Different Strokes for Different Folks: Investigating Appropriate Further Pre-training Approaches for Diverse Dialogue Tasks
Yao Qiu, Jinchao Zhang, Jie Zhou

TL;DR
This paper explores how customizing further pre-training tasks, beyond conventional domain adaptation, can significantly improve diverse task-oriented dialogue systems by aligning pre-training strategies with specific downstream task needs.
Contribution
It introduces the idea that different dialogue tasks require tailored pre-training tasks, demonstrating their effectiveness through extensive experiments and providing empirical guidelines for task-specific pre-training.
Findings
Different downstream tasks prefer different pre-training tasks.
Most pre-training tasks improve specific target tasks rather than all.

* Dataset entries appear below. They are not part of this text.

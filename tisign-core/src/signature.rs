//! Hashing, Rabin/RSA signature generation and validation, and the
//! top-level sign/validate dispatch by calculator and data type.

use md5::{Digest, Md5};
use num_bigint::BigInt;
use sha2::Sha256;

// The `md-5` crate's package name uses a hyphen but its library name
// is `md5`, matching the RustCrypto `Digest` trait convention shared
// with `sha2`.

use crate::bigint;
use crate::context;
use crate::error::{FatalError, Result};
use crate::image::Image;
use crate::key::Key;
use crate::tlv;
use crate::types::HashType;

/// Table of `f` choices indexed by `(p mod 8, q mod 8)` (each in
/// `{3,5,7}`, mapped to rows/columns 0-2) and by the Legendre symbols
/// of the transformed hash mod `p` and mod `q`. A value of `99` marks
/// a `(p,q)` combination with no valid `f` -- such keys cannot sign.
const FTAB: [i32; 36] = [
    2, 99, 99, 1, //
    2, 1, 0, 3, //
    2, 3, 0, 1, //
    2, 0, 1, 3, //
    2, 99, 99, 3, //
    2, 3, 1, 0, //
    2, 0, 3, 1, //
    2, 1, 3, 0, //
    2, 99, 99, 1,
];

fn hash_bytes(data: &[u8], hash_type: HashType) -> Vec<u8> {
    match hash_type {
        HashType::Md5 => Md5::digest(data).to_vec(),
        HashType::Sha256 => Sha256::digest(data).to_vec(),
    }
}

/// Apply the `T_f` transform: `m' = 256*hash + 1`, then multiply by
/// `-2, -1, 1, 2` according to `f`.
fn apply_f(hash: &BigInt, n: &BigInt, f: i32) -> BigInt {
    let m = hash * 256 + 1;
    let v = match f {
        0 => bigint::mod_euclid(&(n - (&m + &m)), n),
        1 => bigint::mod_euclid(&(n - &m), n),
        2 => bigint::mod_euclid(&m, n),
        3 => bigint::mod_euclid(&(&m + &m), n),
        _ => unreachable!("f must be 0..=3"),
    };
    v
}

fn rabsigf(hash: &BigInt, key: &Key, qinv: &BigInt, f: i32, rootnum: u8) -> BigInt {
    let mm = apply_f(hash, &key.n, f);
    let mut r = bigint::sqrtm(&mm, &key.p);
    let mut s = bigint::sqrtm(&mm, &key.q);

    if rootnum & 1 != 0 {
        r = &key.p - &r;
    }
    if rootnum & 2 != 0 {
        s = &key.q - &s;
    }

    bigint::crt(&r, &s, &key.p, &key.q, qinv)
}

/// Compute a Rabin signature over `hash`, returning the signature
/// integer and the `f` value chosen.
pub fn sign_rabin(hash: &BigInt, rootnum: u8, key: &mut Key) -> Result<(BigInt, i32)> {
    if !key.has_public() {
        return Err(FatalError::MissingPublicKey.into());
    }
    if !key.has_rabin_private() {
        return Err(FatalError::MissingPrivateKey.into());
    }

    let qinv = key.qinv()?.clone();

    let mm = apply_f(hash, &key.n, 2);
    let m_lp = bigint::legendre(&mm, &key.p);
    let m_lq = bigint::legendre(&mm, &key.q);

    let pm8 = bigint::to_i64(&(&key.p % 8u32)).unwrap_or(0);
    let qm8 = bigint::to_i64(&(&key.q % 8u32)).unwrap_or(0);

    if pm8 == 1 || qm8 == 1 || pm8 % 2 == 0 || qm8 % 2 == 0 {
        return Err(FatalError::UnsuitableRabinKey.into());
    }

    let idx = (if m_lp == 1 { 0 } else { 1 })
        + (if m_lq == 1 { 0 } else { 2 })
        + (((qm8 - 3) / 2) * 4)
        + (((pm8 - 3) / 2) * 12);
    let f = FTAB[idx as usize];
    if f == 99 {
        return Err(FatalError::UnsuitableRabinKey.into());
    }

    let sig = rabsigf(hash, key, &qinv, f, rootnum);
    Ok((sig, f))
}

/// Check that `sig` is a valid Rabin signature of `hash` under `f`.
pub fn validate_rabin(sig: &BigInt, f: i32, hash: &BigInt, key: &Key) -> Result<()> {
    if !key.has_public() {
        return Err(FatalError::MissingPublicKey.into());
    }
    if !(0..=3).contains(&f) {
        return Err(FatalError::SignatureIncorrect.into());
    }

    let a = bigint::mod_euclid(&(sig * sig), &key.n);
    let b = apply_f(hash, &key.n, f);

    if a == b {
        Ok(())
    } else {
        Err(FatalError::SignatureIncorrect.into())
    }
}

/// Compute an RSA signature: `hash^d mod n`.
pub fn sign_rsa(hash: &BigInt, key: &mut Key) -> Result<BigInt> {
    if !key.has_public() {
        return Err(FatalError::MissingPublicKey.into());
    }
    let d = key.rsa_exponent()?.clone();
    Ok(hash.modpow(&d, &key.n))
}

/// Check that `sig^e mod n == hash`.
pub fn validate_rsa(sig: &BigInt, hash: &BigInt, key: &Key) -> Result<()> {
    if !key.has_public() {
        return Err(FatalError::MissingPublicKey.into());
    }
    let m = sig.modpow(&key.e, &key.n);
    if &m == hash {
        Ok(())
    } else {
        Err(FatalError::SignatureIncorrect.into())
    }
}

/// Encode a TLV signature field: tag `0x02 0x3E`, 16-bit length, the
/// signature bytes in little-endian order.
fn encode_signature_field(sig: &BigInt) -> Vec<u8> {
    let mut be = bigint::to_be_bytes_padded(sig, 0);
    be.reverse(); // little-endian export, matching mpz_export order=-1
    let mut out = vec![0x02, 0x3e];
    let len = be.len();
    out.push(((len >> 8) & 0xff) as u8);
    out.push((len & 0xff) as u8);
    out.extend_from_slice(&be);
    out
}

fn decode_signature_field(data: &[u8]) -> Option<(BigInt, usize)> {
    if data.len() < 2 || data[0] != 0x02 {
        return None;
    }
    let high_nibble_ok = (data[1] & 0xf0) == 0x20 || (data[1] & 0xf0) == 0x30;
    if !high_nibble_ok {
        return None;
    }
    let (start, size) = tlv::decode_length(data);
    if start + size > data.len() {
        return None;
    }
    let mut le = data[start..start + size].to_vec();
    le.reverse();
    Some((bigint::from_be_bytes(&le), start + size))
}

/// Sign a TI-8x Flash app in place: appends `0x02 0x3E LL LL <sig> <f
/// marker>` to `app.data`. The app must already be repaired.
pub fn sign_ti8x_app(app: &mut Image, key: &mut Key, rootnum: u8) -> Result<()> {
    if app.data.len() % 64 == 55 {
        context::warning(None, None, "application has length 55 mod 64");
    }

    let hash = bigint::from_be_bytes(&hash_bytes(&app.data, HashType::Md5));
    let (sig, f) = sign_rabin(&hash, rootnum, key)?;

    let mut field = encode_signature_field(&sig);
    if f == 0 {
        field.push(0);
    } else {
        field.push(1);
        field.push(f as u8);
    }
    app.append(&field);
    Ok(())
}

/// Validate a TI-8x Flash app's Rabin signature.
pub fn validate_ti8x_app(app: &Image, key: &Key) -> Result<()> {
    if app.data.len() < 6 {
        return Err(FatalError::MissingHeader.into());
    }
    let (hdrstart, hdrsize) = tlv::decode_length(&app.data);
    let length = hdrstart + hdrsize;
    if length >= app.data.len() {
        return Err(FatalError::IncorrectProgramSize.into());
    }

    let hash = bigint::from_be_bytes(&hash_bytes(&app.data[..length], HashType::Md5));

    let sig_slice = &app.data[length..];
    if sig_slice.len() < 2 {
        return Err(FatalError::MissingRabinSignature.into());
    }
    let (sig, consumed) = decode_signature_field(sig_slice).ok_or(FatalError::MissingRabinSignature)?;

    let f = if sig_slice.get(consumed) == Some(&0) {
        0
    } else {
        *sig_slice.get(consumed + 1).unwrap_or(&0) as i32
    };

    validate_rabin(&sig, f, &hash, key)
}

/// Sign a TI-8x OS in place, writing the RSA signature field to
/// `os.signature`. Hashes `os.header` followed by `os.data`.
pub fn sign_ti8x_os(os: &mut Image, key: &mut Key) -> Result<()> {
    let mut buf = os.header.clone();
    buf.extend_from_slice(&os.data);
    let hash = bigint::from_be_bytes(&hash_bytes(&buf, HashType::Md5));

    let sig = sign_rsa(&hash, key)?;
    os.signature = encode_signature_field(&sig);
    Ok(())
}

/// Validate a TI-8x OS's RSA signature.
pub fn validate_ti8x_os(os: &Image, key: &Key) -> Result<()> {
    if os.signature.len() < 3 {
        return Err(FatalError::MissingRsaSignature.into());
    }
    let (sig, _) = decode_signature_field(&os.signature).ok_or(FatalError::MissingRsaSignature)?;

    let mut buf = os.header.clone();
    buf.extend_from_slice(&os.data);
    let hash = bigint::from_be_bytes(&hash_bytes(&buf, HashType::Md5));

    validate_rsa(&sig, &hash, key)
}

/// Sign a TI-9x app/OS in place, using MD5 or SHA-256 depending on
/// `app.hash_type`. The hash covers the range described by the outer
/// TLV length field, consistently for both signing and validation
/// (see the module-level note on the historical hash-range ambiguity
/// in the design ledger).
pub fn sign_ti9x_app(app: &mut Image, key: &mut Key) -> Result<()> {
    let (hdrstart, hdrsize) = tlv::decode_length(&app.data);
    let length = (hdrstart + hdrsize).min(app.data.len());
    let hash = bigint::from_be_bytes(&hash_bytes(&app.data[..length], app.hash_type));

    let sig = sign_rsa(&hash, key)?;
    let field = encode_signature_field(&sig);
    app.append(&field);
    Ok(())
}

/// Validate a TI-9x app/OS's RSA signature.
pub fn validate_ti9x_app(app: &Image, key: &Key) -> Result<()> {
    if app.data.len() < 6 {
        return Err(FatalError::MissingHeader.into());
    }
    let (hdrstart, hdrsize) = tlv::decode_length(&app.data);
    let length = hdrstart + hdrsize;
    if length + 4 > app.data.len() {
        return Err(FatalError::IncorrectProgramSize.into());
    }

    let hash = bigint::from_be_bytes(&hash_bytes(&app.data[..length.min(app.data.len())], app.hash_type));

    let sig_slice = &app.data[length..];
    let (sig, _) = decode_signature_field(sig_slice).ok_or(FatalError::MissingRsaSignature)?;

    validate_rsa(&sig, &hash, key)
}

/// Top-level dispatch: sign a program image according to its
/// calculator/data type.
pub fn sign_program(app: &mut Image, key: &mut Key, rootnum: u8) -> Result<()> {
    use crate::types::DataType::*;
    if app.calc_type.is_ti8x() {
        match app.data_type {
            App => sign_ti8x_app(app, key, rootnum),
            Os => sign_ti8x_os(app, key),
            _ => Err(FatalError::UnknownProgramType.into()),
        }
    } else if app.calc_type.is_ti9x() {
        match app.data_type {
            App | Os => sign_ti9x_app(app, key),
            _ => Err(FatalError::UnknownProgramType.into()),
        }
    } else {
        Err(FatalError::UnknownProgramType.into())
    }
}

/// Top-level dispatch: validate a program image according to its
/// calculator/data type.
pub fn validate_program(app: &Image, key: &Key) -> Result<()> {
    use crate::types::DataType::*;
    if app.calc_type.is_ti8x() {
        match app.data_type {
            App => validate_ti8x_app(app, key),
            Os => validate_ti8x_os(app, key),
            _ => Err(FatalError::UnknownProgramType.into()),
        }
    } else if app.calc_type.is_ti9x() {
        match app.data_type {
            App | Os => validate_ti9x_app(app, key),
            _ => Err(FatalError::UnknownProgramType.into()),
        }
    } else {
        Err(FatalError::UnknownProgramType.into())
    }
}

#[cfg(test)]
mod tests {
    use super::*;
    use crate::types::{CalcType, DataType};

    fn toy_key() -> Key {
        // p === 3 mod 8, q === 7 mod 8: a valid Rabin pair.
        let p = BigInt::from(11u32);
        let q = BigInt::from(23u32);
        let mut k = Key::new();
        k.n = &p * &q;
        k.p = p;
        k.q = q;
        k
    }

    #[test]
    fn rabin_sign_and_validate_round_trip() {
        let mut key = toy_key();
        let hash = BigInt::from(9u32);
        let (sig, f) = sign_rabin(&hash, 0, &mut key).unwrap();
        assert!(validate_rabin(&sig, f, &hash, &key).is_ok());
    }

    #[test]
    fn rabin_validate_rejects_wrong_hash() {
        let mut key = toy_key();
        let hash = BigInt::from(9u32);
        let (sig, f) = sign_rabin(&hash, 0, &mut key).unwrap();
        let other_hash = BigInt::from(10u32);
        assert!(validate_rabin(&sig, f, &other_hash, &key).is_err());
    }

    #[test]
    fn rsa_sign_and_validate_round_trip() {
        let p = BigInt::from(61u32);
        let q = BigInt::from(53u32);
        let mut key = Key::new();
        key.n = &p * &q;
        key.p = p;
        key.q = q;
        let hash = BigInt::from(65u32);
        let sig = sign_rsa(&hash, &mut key).unwrap();
        assert!(validate_rsa(&sig, &hash, &key).is_ok());
    }

    #[test]
    fn signature_field_round_trips() {
        let sig = BigInt::from(0x1234u32);
        let field = encode_signature_field(&sig);
        let (decoded, _) = decode_signature_field(&field).unwrap();
        assert_eq!(decoded, sig);
    }

    #[test]
    fn dispatch_rejects_unknown_calc_type() {
        let mut img = Image::new(CalcType::Unknown, DataType::App, HashType::Md5);
        img.data = vec![0x80, 0x0f, 0, 0, 0, 6];
        let mut key = toy_key();
        assert!(sign_program(&mut img, &mut key, 0).is_err());
    }
}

Designing task-specific pre-training tasks is crucial for performance enhancement.
Abstract
Loading models pre-trained on the large-scale corpus in the general domain and fine-tuning them on specific downstream tasks is gradually becoming a paradigm in Natural Language Processing. Previous investigations prove that introducing a further pre-training phase between pre-training and fine-tuning phases to adapt the model on the domain-specific unlabeled data can bring positive effects. However, most of these further pre-training works just keep running the conventional pre-training task, e.g., masked language model, which can be regarded as the domain adaptation to bridge the data distribution gap. After observing diverse downstream tasks, we suggest that different tasks may also need a further pre-training phase with appropriate training tasks to bridge the task formulation gap. To investigate this, we carry out a study for improving multiple task-oriented dialogue downstream…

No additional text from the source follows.